Scientific Understanding of Consciousness
Consciousness as an Emergent Property of Thalamocortical Activity

Perception of Speech



Nature 485, 233–236  (10 May 2012)

Selective cortical representation of attended speaker in multi-talker speech perception

Departments of Neurological Surgery and Physiology, UCSF Center for Integrative Neuroscience, University of California, San Francisco, California 94143, USA

Nima Mesgarani & Edward F. Chang


Humans possess a remarkable ability to attend to a single speaker’s voice in a multi-talker background. How the auditory system manages to extract intelligible speech under such acoustically complex and adverse listening conditions is not known, and, indeed, it is not clear how attended speech is internally represented. Here, using multi-electrode surface recordings from the cortex of subjects engaged in a listening task with two simultaneous speakers, we demonstrate that population responses in non-primary human auditory cortex encode critical features of attended speech: speech spectrograms reconstructed based on cortical responses to the mixture of speakers reveal the salient spectral and temporal features of the attended speaker, as if subjects were listening to that speaker alone. A simple classifier trained solely on examples of single speakers can decode both attended words and speaker identity. We find that task performance is well predicted by a rapid increase in attention-modulated neural selectivity across both single-electrode and population-level cortical responses. These findings demonstrate that the cortical representation of speech does not merely reflect the external acoustic environment, but instead gives rise to the perceptual aspects relevant for the listener’s intended goal.

Separating out a speaker of interest from other speakers in a noisy, crowded environment is a perceptual feat that we perform routinely. The ease with which we hear under these conditions belies the intrinsic complexity of this process, known as the cocktail party problem: concurrent complex sounds, which are completely mixed upon entering the ear, are re-segregated and selected from within the auditory system. The resulting percept is that we selectively attend to the desired speaker while tuning out the others.

Although previous studies have described neural correlates of masking and selective attention to speech, fundamental questions remain unanswered regarding the precise nature of speech representation at the juncture where competing signals are resolved. In particular, when attending to a speaker within a mixture, it is unclear what key aspects (for example, spectrotemporal profile, spoken words and speaker identity) are represented in the auditory system and how they compare to representations of that speaker alone; how rapidly a selective neural representation builds up when one attends to a specific speaker; and whether breakdowns in these processes can explain distinct perceptual failures, such as the inability to hear the correct words, or follow the intended speaker.

To answer these questions, we recorded cortical activity from human subjects implanted with customized high-density multi-electrode arrays as part of their clinical work-up for epilepsy surgery.
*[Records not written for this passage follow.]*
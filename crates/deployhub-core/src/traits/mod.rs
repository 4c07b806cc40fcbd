//! Seams defined in `deployhub-core` and implemented by other crates.

pub mod queue;
pub mod storage;

pub use queue::TaskQueue;
pub use storage::ByteStream;
//! Artifact storage configuration.

use serde::{Deserialize, Serialize};

/// Storage engine configuration.
#[derive(Debug, Clone, Serialize, Deserialize)]
pub struct StorageConfig {
    /// Root directory under which `deployments/{project}/{hash}` trees live.
    #[serde(default = "default_base_dir")]
    pub base_dir: String,
    /// Promote the contents of a lone top-level directory to the
    /// deployment root.
    #[serde(default = "default_true")]
    pub flatten_single_root: bool,
    /// Maximum accepted upload body in bytes.
    #[serde(default = "default_max_upload")]
    pub max_upload_size_bytes: u64,
    /// Maximum total uncompressed size of one archive.
    #[serde(default = "default_max_extracted")]
    pub max_extracted_bytes: u64,
    /// Maximum number of entries in one archive.
    #[serde(default = "default_max_entries")]
    pub max_entries: usize,
}

impl Default for StorageConfig {
    fn default() -> Self {
        Self {
            base_dir: default_base_dir(),
            flatten_single_root: true,
            max_upload_size_bytes: default_max_upload(),
            max_extracted_bytes: default_max_extracted(),
            max_entries: default_max_entries(),
        }
    }
}

fn default_base_dir() -> String {
    "./data/storage".to_string()
}

fn default_true() -> bool {
    true
}

fn default_max_upload() -> u64 {
    104_857_600 // 100 MB
}

fn default_max_extracted() -> u64 {
    1_073_741_824 // 1 GB
}

fn default_max_entries() -> usize {
    10_000
}
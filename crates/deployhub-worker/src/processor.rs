//! Per-task deployment processing.

use std::sync::Arc;

use async_trait::async_trait;
use tracing::{error, info, warn};

use deployhub_core::error::ErrorKind;
use deployhub_database::store::DeploymentStore;
use deployhub_entity::deployment::{
    Deployment, DeploymentStatus, DeploymentTask, UpdateDeploymentStatus,
};
use deployhub_gateway::GatewaySync;
use deployhub_storage::{ArtifactKey, ArtifactStore};

use crate::error::TaskError;
use crate::handler::TaskHandler;

/// Result of processing one task.
#[derive(Debug, Clone, PartialEq, Eq)]
pub enum ProcessOutcome {
    /// The deployment is now `ready` and routed.
    Ready,
    /// The deployment was marked `error`.
    Failed(String),
    /// The deployment was not `pending`; nothing to do.
    Skipped(DeploymentStatus),
}

/// Validates an extracted artifact, moves the record to `ready` or
/// `error`, and re-renders the project's gateway file.
#[derive(Debug, Clone)]
pub struct DeploymentProcessor {
    deployments: Arc<dyn DeploymentStore>,
    storage: Arc<ArtifactStore>,
    gateway: GatewaySync,
    require_entry_path: bool,
}

impl DeploymentProcessor {
    /// Create a new processor.
    pub fn new(
        deployments: Arc<dyn DeploymentStore>,
        storage: Arc<ArtifactStore>,
        gateway: GatewaySync,
        require_entry_path: bool,
    ) -> Self {
        Self {
            deployments,
            storage,
            gateway,
            require_entry_path,
        }
    }

    /// Process one task.
    pub async fn process(&self, task: &DeploymentTask) -> Result<ProcessOutcome, TaskError> {
        let deployment = self
            .deployments
            .get_by_id(task.deployment_id)
            .await?
            .ok_or(TaskError::NotFound(task.deployment_id))?;

        if deployment.status != DeploymentStatus::Pending {
            info!(
                deployment_id = %deployment.id,
                status = %deployment.status,
                "Deployment already processed, skipping"
            );
            return Ok(ProcessOutcome::Skipped(deployment.status));
        }

        info!(
            deployment_id = %deployment.id,
            project_id = %deployment.project_id,
            entry_path = deployment.entry_path.as_deref().unwrap_or(""),
            "Processing deployment"
        );

        if let Some(reason) = self.validate(&deployment).await {
            warn!(deployment_id = %deployment.id, reason = %reason, "Deployment failed validation");
            self.mark_error(&deployment).await?;
            return Ok(ProcessOutcome::Failed(reason));
        }

        let project_name = deployment.project_name.clone().unwrap_or_default();
        let update = UpdateDeploymentStatus {
            id: deployment.id,
            status: DeploymentStatus::Ready,
            public_url: Some(
                self.gateway
                    .public_url(&deployment.content_hash, &project_name),
            ),
        };
        self.deployments.update_status(&update).await?;

        self.gateway.regenerate(deployment.project_id).await?;

        info!(deployment_id = %deployment.id, "Deployment ready");
        Ok(ProcessOutcome::Ready)
    }

    /// Reason the deployment cannot go live, if any.
    async fn validate(&self, deployment: &Deployment) -> Option<String> {
        let key = match ArtifactKey::for_deployment(deployment) {
            Ok(key) => key,
            Err(e) => return Some(e.message),
        };

        let entry = deployment
            .entry_path
            .as_deref()
            .map(str::trim)
            .filter(|e| !e.is_empty());

        match entry {
            None if self.require_entry_path => {
                Some("entry_path is required but was not provided at upload".to_string())
            }
            None => (!self.storage.exists(key.as_str()).await)
                .then(|| format!("artifact {key} is missing from storage")),
            Some(entry) => (!self.storage.exists(&key.join(entry)).await)
                .then(|| format!("entry_path '{entry}' not found in extracted archive")),
        }
    }

    async fn mark_error(&self, deployment: &Deployment) -> Result<(), TaskError> {
        let update = UpdateDeploymentStatus::new(deployment.id, DeploymentStatus::Error);
        match self.deployments.update_status(&update).await {
            Ok(_) => Ok(()),
            Err(e) if e.kind == ErrorKind::Conflict => {
                warn!(deployment_id = %deployment.id, error = %e, "Status changed concurrently");
                Ok(())
            }
            Err(e) => {
                error!(deployment_id = %deployment.id, error = %e, "Failed to mark deployment as error");
                Err(e.into())
            }
        }
    }
}

#[async_trait]
impl TaskHandler for DeploymentProcessor {
    async fn handle(&self, task: DeploymentTask) -> Result<ProcessOutcome, TaskError> {
        self.process(&task).await
    }
}
//! Project entity model.

use chrono::{DateTime, Utc};
use serde::{Deserialize, Serialize};
use sqlx::FromRow;

use deployhub_core::types::ProjectId;

/// A named group of deployments sharing a hostname namespace.
#[derive(Debug, Clone, Serialize, Deserialize, FromRow)]
pub struct Project {
    /// Unique project identifier.
    pub id: ProjectId,
    /// Display name.
    pub name: String,
    /// DNS label derived from the name; unique across projects.
    pub slug: String,
    /// When the project was created.
    pub created_at: DateTime<Utc>,
    /// When the project was last updated.
    pub updated_at: DateTime<Utc>,
}

/// Data required to create a project.
#[derive(Debug, Clone, Serialize, Deserialize)]
pub struct CreateProject {
    /// Project name.
    pub name: String,
}

/// Data for renaming a project.
#[derive(Debug, Clone, Serialize, Deserialize)]
pub struct UpdateProject {
    /// New project name.
    pub name: String,
}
Although limited to this clinical setting, these recordings provide simultaneous high spatial and temporal resolution while sampling the population neural activity from the non-primary auditory speech cortex in the posterior superior temporal lobe. We focused our analysis on high gamma (75–150Hz) local field potentials, which have been found to correlate well with the tuning of multi-unit spike recordings. In humans, the posterior superior temporal gyrus has been heavily implicated in speech perception, and is anatomically defined as the lateral parabelt auditory cortex (including Brodmann areas 41, 42 and 22).

In summary, we demonstrate that the human auditory system restores the representation of the attended speaker while suppressing irrelevant competing speech. Speech restoration occurs at a level where neural responses still show precise phase-locking to spectrotemporal features of speech. Population responses revealed the emergent representation of speech extracted from a mixture, including the moment-by-moment allocation of attentional focus.

These results have implications for models of auditory scene analysis. In agreement with recent studies, the cortical representation of speech in the posterior temporal lobe does not merely reflect the acoustical properties of the stimulus, but instead relates strongly to the perceived aspects of speech. Although the exact mechanisms are not fully known, multiple processes in addition to attention are likely to enable this high-order auditory processing, including grouping of predictable regularities in speech acoustics, feature binding and phonemic restoration. Conversely, behavioural errors seem to result from degradation of the neural representation, a direct result of inherent sensory interference such as energetic masking and/or the allocation of attention.

In speech, the end result represented in the posterior temporal lobe appears to be unaffected by perceptually irrelevant sounds, which is ideal for subsequent linguistic and cognitive processing. Following one speaker in the presence of another can be trivial for a normal human listener, but remains a major challenge for state-of-the-art automatic speech recognition algorithms. Understanding how the brain solves this problem may inspire more efficient and generalizable solutions than current engineering approaches. It will also shed light on how these processes become impaired during ageing and in disorders of speech perception in real-world hearing conditions.